Theresa May Decided Britain First

July 31, 2016 / Gilad Atzmon

By Gilad Atzmon

British Jews are not so sure about Theresa May. Her cabinet “has fewer Jewish ministers than any government for a decade” the JC reported last week. Theresa certainly witnessed how the Jewish lobby crashed Corbyn and the Labour party. She probably came to the conclusion that she would do much better without that foreign interventionist lobby dominating her political decisions. She decided Britain first.

Some Jews seem to have serious problems with Sir Alan Duncan’s new role as a Foreign Office minister.

Labour MP Louise Ellman said Sir Alan had, in October 2014, referred to the United States as being “in hock to a very important financial lobby which dominates its politics.” His remarks were made the day after he launched a blistering attack on the Israeli government’s settler policy, comparing it to Argentina’s invasion of the Falkland Islands and Saddam Hussein’s claim to Kuwait.

The Jewish Labour MP was not suggesting that Sir Alan was lying or operating against the interests of the British people. Quite the opposite. Jewish MP Ellman was critical of Sir Alan for telling the truth.

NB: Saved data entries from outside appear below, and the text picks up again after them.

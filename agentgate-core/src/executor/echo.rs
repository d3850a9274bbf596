/// Echo executor for testing and demo tenants
///
/// A deterministic sample capability: it streams a single canned working
/// update, echoes the caller's input back as the `final_answer` artifact
/// and completes. It is the executor mounted for tenants without a real
/// capability, and the test double for the gateway pipeline.
///
/// # Event Sequence
///
/// 1. **submitted**
/// 2. **working** with the text "mock content"
/// 3. **artifact** `final_answer` echoing the input
/// 4. **completed** (final)
///
/// # Cancellation
///
/// The echo agent has no mid-flight work to stop, so `cancel` reports an
/// unsupported-operation error; the gateway forces the terminal state.

use crate::executor::{AgentExecutor, ExecutorError, ExecutorResult, RequestContext};
use crate::models::content::{Message, Part};
use crate::models::task::TaskState;
use crate::updater::TaskUpdater;
use async_trait::async_trait;

/// The canned agent behind the echo executor
struct EchoAgent;

impl EchoAgent {
    /// Produces the incremental chunks for one invocation
    async fn stream(&self, _query: &str) -> Vec<String> {
        vec!["mock content".to_string()]
    }
}

/// Echo executor implementation
pub struct EchoExecutor {
    agent: EchoAgent,
}

impl EchoExecutor {
    /// Creates a new echo executor
    pub fn new() -> Self {
        EchoExecutor { agent: EchoAgent }
    }
}

impl Default for EchoExecutor {
    fn default() -> Self {
        Self::new()
    }
}

#[async_trait]
impl AgentExecutor for EchoExecutor {
    fn name(&self) -> &str {
        "echo"
    }

    async fn execute(
        &self,
        context: &RequestContext,
        updater: &TaskUpdater,
    ) -> ExecutorResult<()> {
        let query = context.user_input();
        tracing::info!(
            task_id = %context.task_id(),
            context_id = %context.context_id(),
            tenant_id = %context.tenant_id(),
            "Echo executor starting"
        );

        // Resumed tasks were submitted by an earlier execution
        if !updater.is_submitted().await {
            updater.submit().await?;
        }

        for chunk in self.agent.stream(&query).await {
            updater
                .update_status(TaskState::Working, Some(Message::agent_text(chunk)))
                .await?;
        }

        updater
            .add_artifact(vec![Part::text(query)], Some("final_answer".to_string()))
            .await?;

        updater.complete().await?;
        Ok(())
    }

    async fn cancel(
        &self,
        context: &RequestContext,
        _updater: &TaskUpdater,
    ) -> ExecutorResult<()> {
        tracing::warn!(
            task_id = %context.task_id(),
            "Echo executor asked to cancel"
        );
        Err(ExecutorError::Unsupported(
            "echo agent cannot cancel a running execution".to_string(),
        ))
    }
}

#[cfg(test)]
mod tests {
    use super::*;
    use crate::events::EventQueue;
    use crate::store::{InMemoryTaskStore, TaskStore};
    use std::sync::Arc;
    use tokio_util::sync::CancellationToken;
    use uuid::Uuid;

    async fn run_echo(input: &str) -> (Vec<crate::events::TaskEvent>, crate::models::task::Task) {
        let store = Arc::new(InMemoryTaskStore::new());
        let task = store.create(Uuid::new_v4()).await.unwrap();
        let (queue, consumer) = EventQueue::new();
        let updater = TaskUpdater::new(
            store.clone() as Arc<dyn TaskStore>,
            queue,
            task.id,
            task.context_id,
        );
        let context = RequestContext::new(
            task.id,
            task.context_id,
            "demo".to_string(),
            Message::user(vec![Part::text(input)]),
            None,
            CancellationToken::new(),
        );

        let executor = EchoExecutor::new();
        executor.execute(&context, &updater).await.unwrap();

        let events = consumer.collect_events().await;
        let stored = store.get(task.id).await.unwrap();
        (events, stored)
    }

    #[tokio::test]
    async fn test_execute_emits_canned_sequence() {
        let (events, task) = run_echo("hi").await;

        assert_eq!(events.len(), 4);
        assert_eq!(events[0].state(), Some(TaskState::Submitted));
        assert_eq!(events[1].state(), Some(TaskState::Working));
        assert_eq!(
            events[2].artifact().unwrap().name.as_deref(),
            Some("final_answer")
        );
        assert_eq!(events[3].state(), Some(TaskState::Completed));
        assert!(events[3].is_final);

        assert_eq!(task.status.state, TaskState::Completed);
    }

    #[tokio::test]
    async fn test_working_update_carries_mock_content() {
        let (events, _task) = run_echo("hi").await;

        match &events[1].body {
            crate::events::TaskEventBody::StatusUpdate { status } => {
                let message = status.message.as_ref().unwrap();
                assert_eq!(message.text(), "mock content");
            }
            other => panic!("expected status update, got {:?}", other),
        }
    }

    #[tokio::test]
    async fn test_artifact_echoes_input() {
        let (events, task) = run_echo("echo me back").await;

        let artifact = events[2].artifact().unwrap();
        assert_eq!(artifact.parts, vec![Part::text("echo me back")]);
        assert_eq!(task.artifacts.len(), 1);
    }

    #[tokio::test]
    async fn test_cancel_is_unsupported() {
        let store = Arc::new(InMemoryTaskStore::new());
        let task = store.create(Uuid::new_v4()).await.unwrap();
        let (queue, _consumer) = EventQueue::new();
        let updater = TaskUpdater::new(
            store as Arc<dyn TaskStore>,
            queue,
            task.id,
            task.context_id,
        );
        let context = RequestContext::new(
            task.id,
            task.context_id,
            "demo".to_string(),
            Message::user(vec![]),
            None,
            CancellationToken::new(),
        );

        let executor = EchoExecutor::new();
        let result = executor.cancel(&context, &updater).await;
        assert!(matches!(result, Err(ExecutorError::Unsupported(_))));
    }
}
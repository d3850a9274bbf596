/// Task snapshot endpoint
///
/// Returns the stored snapshot of a task: current status, full status
/// history and accumulated artifacts. Useful after an SSE disconnect or
/// to poll a parked task.
///
/// # Endpoint
///
/// ```text
/// GET /:tenant_id/tasks/:task_id
/// ```
///
/// # Errors
///
/// - 404 Not Found: Unknown tenant, or no such task for this tenant

use crate::app::AppState;
use crate::error::ApiResult;
use agentgate_core::models::task::Task;
use axum::{
    extract::{Path, State},
    Json,
};
use uuid::Uuid;

/// Task snapshot handler
pub async fn get_task(
    State(state): State<AppState>,
    Path((tenant_id, task_id)): Path<(String, Uuid)>,
) -> ApiResult<Json<Task>> {
    let mount = state.registry.resolve(&tenant_id)?;
    let task = mount.store().get(task_id).await?;
    Ok(Json(task))
}
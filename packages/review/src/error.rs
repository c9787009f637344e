use revassign_review_models::ErrorCode;
use revassign_store::StoreError;

/// Errors returned by `ReviewService` operations.
#[derive(Debug, thiserror::Error)]
pub enum ReviewError {
    /// User not found.
    #[error("User not found: {0}")]
    UserNotFound(String),

    /// Team not found.
    #[error("Team not found: {0}")]
    TeamNotFound(String),

    /// Pull request not found.
    #[error("Pull request not found: {0}")]
    PrNotFound(String),

    /// Team name already registered.
    #[error("Team already exists: {0}")]
    TeamExists(String),

    /// User id already registered.
    #[error("User already exists: {0}")]
    UserExists(String),

    /// Pull request id already in use.
    #[error("Pull request already exists: {0}")]
    PrExists(String),

    /// Merged pull requests cannot be changed.
    #[error("Cannot reassign on merged pull request {0}")]
    PrMerged(String),

    /// The user is not a reviewer of the pull request.
    #[error("Reviewer {user_id} is not assigned to pull request {pull_request_id}")]
    NotAssigned {
        pull_request_id: String,
        user_id: String,
    },

    /// Nobody can take over the review. The departing reviewer stays removed.
    #[error("No active replacement candidate in team {team_name} for pull request {pull_request_id}")]
    NoCandidate {
        pull_request_id: String,
        team_name: String,
    },

    /// Backend failure.
    #[error("Storage error: {0}")]
    Storage(#[source] StoreError),
}

impl ReviewError {
    #[must_use]
    pub const fn code(&self) -> ErrorCode {
        match self {
            Self::UserNotFound(_) | Self::TeamNotFound(_) | Self::PrNotFound(_) => {
                ErrorCode::NotFound
            }
            Self::TeamExists(_) => ErrorCode::TeamExists,
            Self::UserExists(_) => ErrorCode::UserExists,
            Self::PrExists(_) => ErrorCode::PrExists,
            Self::PrMerged(_) => ErrorCode::PrMerged,
            Self::NotAssigned { .. } => ErrorCode::NotAssigned,
            Self::NoCandidate { .. } => ErrorCode::NoCandidate,
            Self::Storage(_) => ErrorCode::Internal,
        }
    }
}

impl From<StoreError> for ReviewError {
    fn from(e: StoreError) -> Self {
        match e {
            StoreError::UserNotFound(id) => Self::UserNotFound(id),
            StoreError::TeamNotFound(name) => Self::TeamNotFound(name),
            StoreError::PrNotFound(id) => Self::PrNotFound(id),
            StoreError::TeamExists(name) => Self::TeamExists(name),
            StoreError::UserExists(id) => Self::UserExists(id),
            StoreError::PrExists(id) => Self::PrExists(id),
            other => {
                log::error!("Storage failure: {other}");
                Self::Storage(other)
            }
        }
    }
}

Sir Alan had also said: “We need British Jews for the Conservative, Labour, or other UK parties; not the Israeli lobby for any party.” Sir Alan mentioned that political funding in Britain had to be “decoupled from the influence of the Israeli state”. The Jewish lobby here doesn’t like it when Brits exhibit signs of elementary patriotism. They would have preferred a government made up of Sabbos Goyim and Zionist Jews.

Jewish MPEllman said it was a “matter of concern” that the veteran Tory would now be in a “very senior position”. I wonder, concern for whom? For the Brits? Not at all. For Israel? Certainly. Next one might expect Jewish MP Ellmanto just admit that she is working for Israel rather than Britain.

Ellman is not alone. Jonathan Arkush, President of the BOD, a body that claims to represent British Jews, said that Sir Alan’s remarks were “appalling” and that he planned to raise his concerns with the government in “all sorts of ways”.

Maybe it is time for Britain to listen to Sir Alan. Britain’s emancipation is overdue.